TL;DR: BuildKit bind mounts don’t enter the Docker layer cache key, so vLLM’s nightly images kept installing a stale, pre-fix wheel for over two weeks — even though the source and the build stage were both correct. The fix: invalidate the install layer on a SHA-256 checksum of the wheel instead of the wheel’s contents itself, so the cache busts correctly without the wheel ever entering the image.
“The code was correct. The build was green. Yet every nightly Docker image crashed.”
That’s the kind of bug that immediately grabs an engineer’s attention.
Recently, while contributing to vLLM, I came across a seemingly simple issue that turned into an interesting lesson about Docker, BuildKit, and why understanding build systems matters just as much as understanding application code.
This is the story of how I tracked it down — PR #44795 (merged June 14, 2026), fixing issue #44759.

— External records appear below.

//! 关卡：一旦加载即不可变，按 order_index 排列成牌组

use std::collections::HashMap;

use serde::{Deserialize, Serialize};

/// 关卡 ID（后端分配）
pub type LevelId = i64;

/// 关卡列表契约返回的单条记录
#[derive(Clone, Debug, PartialEq, Eq, Serialize, Deserialize)]
pub struct LevelSummary {
    pub id: LevelId,
    pub level_number: u32,
    pub title: String,
    #[serde(default)]
    pub description: String,
}

/// 牌组中的关卡
#[derive(Clone, Debug, PartialEq, Eq)]
pub struct Level {
    pub id: LevelId,
    /// 决定牌组位置，同时也是解锁判断用的关卡序号
    pub order_index: u32,
    pub title: String,
    pub description: String,
    /// 插图引用；映射表里没有时为空，按无图渲染
    pub image_ref: Option<String>,
}

impl Level {
    pub fn from_summary(summary: LevelSummary, images: &HashMap<u32, String>) -> Self {
        let image_ref = images.get(&summary.level_number).cloned();
        Self {
            id: summary.id,
            order_index: summary.level_number,
            title: summary.title,
            description: summary.description,
            image_ref,
        }
    }
}

/// 为关卡列表挂上插图引用并按 order_index 排序
pub fn build_deck(summaries: Vec<LevelSummary>, images: &HashMap<u32, String>) -> Vec<Level> {
    let mut deck: Vec<Level> = summaries
        .into_iter()
        .map(|s| Level::from_summary(s, images))
        .collect();
    deck.sort_by_key(|l| l.order_index);
    deck
}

ImportError: AnthropicOutputConfig even though source on main looked correct.The bug
The issue looked straightforward.
Every newly built nightly Docker image failed immediately with:
ImportError: cannot import name 'AnthropicOutputConfig'
from 'vllm.entrypoints.anthropic.protocol'
The full traceback showed the engine initialized successfully — compilation, warmup, CUDA graph capture — and then build_app() failed when registering the Anthropic API router:
File ".../vllm/entrypoints/openai/api_server.py", line 206, in build_app
register_generate_api_routers(app)
File ".../vllm/entrypoints/generate/api_router.py", line 38, in register_generate_api_routers
from vllm.entrypoints.anthropic.api_router import (
File ".../vllm/entrypoints/anthropic/serving.py", line 18, in <module>
from vllm.entrypoints.anthropic.protocol import (
ImportError: cannot import name 'AnthropicOutputConfig'
At first glance, this suggested that AnthropicOutputConfig simply didn’t exist.
Except… it did.
Opening the repository showed that both protocol.py and serving.py already contained the required changes — updated together in PR #42396 (merged May 28). Everything looked perfectly synchronized.
So why was the Docker image behaving as if the code hadn’t been updated?

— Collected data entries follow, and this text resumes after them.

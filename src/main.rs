//! Chronicle - 翻书选关 + 对话解谜的叙事关卡客户端
//!
//! 入口：加载配置、初始化日志、登录得到会话上下文、创建游戏编排器与 TUI，并运行主循环。
//! 用法：`chronicle [config.toml]`

use std::path::PathBuf;
use std::sync::Arc;

use anyhow::Context;
use chronicle::{
    api::{AuthRequest, GameBackend, HttpBackend, MockBackend},
    config::{load_config, AppConfig},
    core::{create_game, GameOptions, SessionContext},
    observability,
    ui::run_app,
};

/// 按配置登录或注册，得到会话上下文
async fn authenticate(backend: &dyn GameBackend, cfg: &AppConfig) -> anyhow::Result<SessionContext> {
    let req = AuthRequest {
        email: cfg.session.email.clone(),
        username: cfg.session.username.clone(),
    };
    let resp = if cfg.session.register {
        backend.register(&req).await
    } else {
        backend.login(&req).await
    }
    .with_context(|| format!("Failed to sign in as {}", req.username))?;
    tracing::info!(user_id = resp.id, credits = resp.credits, "signed in");
    Ok(resp.into_session(&req))
}

#[tokio::main]
async fn main() -> anyhow::Result<()> {
    let config_path = std::env::args().nth(1).map(PathBuf::from);
    let loaded = load_config(config_path);
    let cfg = loaded.as_ref().cloned().unwrap_or_default();

    observability::init(cfg.app.log_file.as_deref()).context("Failed to init logging")?;
    if let Err(e) = &loaded {
        tracing::warn!("Config load failed ({}), using defaults", e);
    }

    let backend: Arc<dyn GameBackend> = if cfg.demo.offline {
        tracing::info!("Offline demo: using in-process campaign");
        Arc::new(MockBackend::campaign())
    } else {
        tracing::info!(base_url = %cfg.api.base_url, "Using HTTP backend");
        Arc::new(
            HttpBackend::new(cfg.api.base_url.clone(), cfg.api.request_timeout_secs)
                .context("Failed to build HTTP client")?,
        )
    };

    let session = authenticate(backend.as_ref(), &cfg).await?;

    // 命令发送端交给 TUI；状态接收端供每帧渲染
    let (cmd_tx, state_rx, game) = create_game(backend, session, GameOptions::from_config(&cfg));

    run_app(state_rx, cmd_tx).await.context("App run failed")?;

    // TUI 退出后等待编排器完成卸载
    game.await.context("Game loop failed")?;
    Ok(())
}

That question became the starting point of the investigation.
Looking beyond the source code
When debugging, it’s tempting to focus only on the application code.
But software doesn’t magically become a Docker image. There is an entire pipeline in between:
Source Code
↓
Build Wheel
↓
Install Wheel
↓
Create Docker Image
Somewhere in this pipeline, something was going wrong.
If the source code was correct, perhaps the wrong version of the package was actually being installed. That shifted the investigation away from Python and toward Docker itself.
Following the trail
The Dockerfile used BuildKit’s bind mounts while installing the wheel. Conceptually:
RUN --mount=type=bind,from=build,src=/workspace/dist,target=/vllm-workspace/dist \
--mount=type=cache,target=/opt/uv/cache \
uv pip install dist/*.whl
At first, nothing seemed suspicious. The build stage generated a fresh wheel. The installation stage installed that wheel. Everything looked perfectly reasonable.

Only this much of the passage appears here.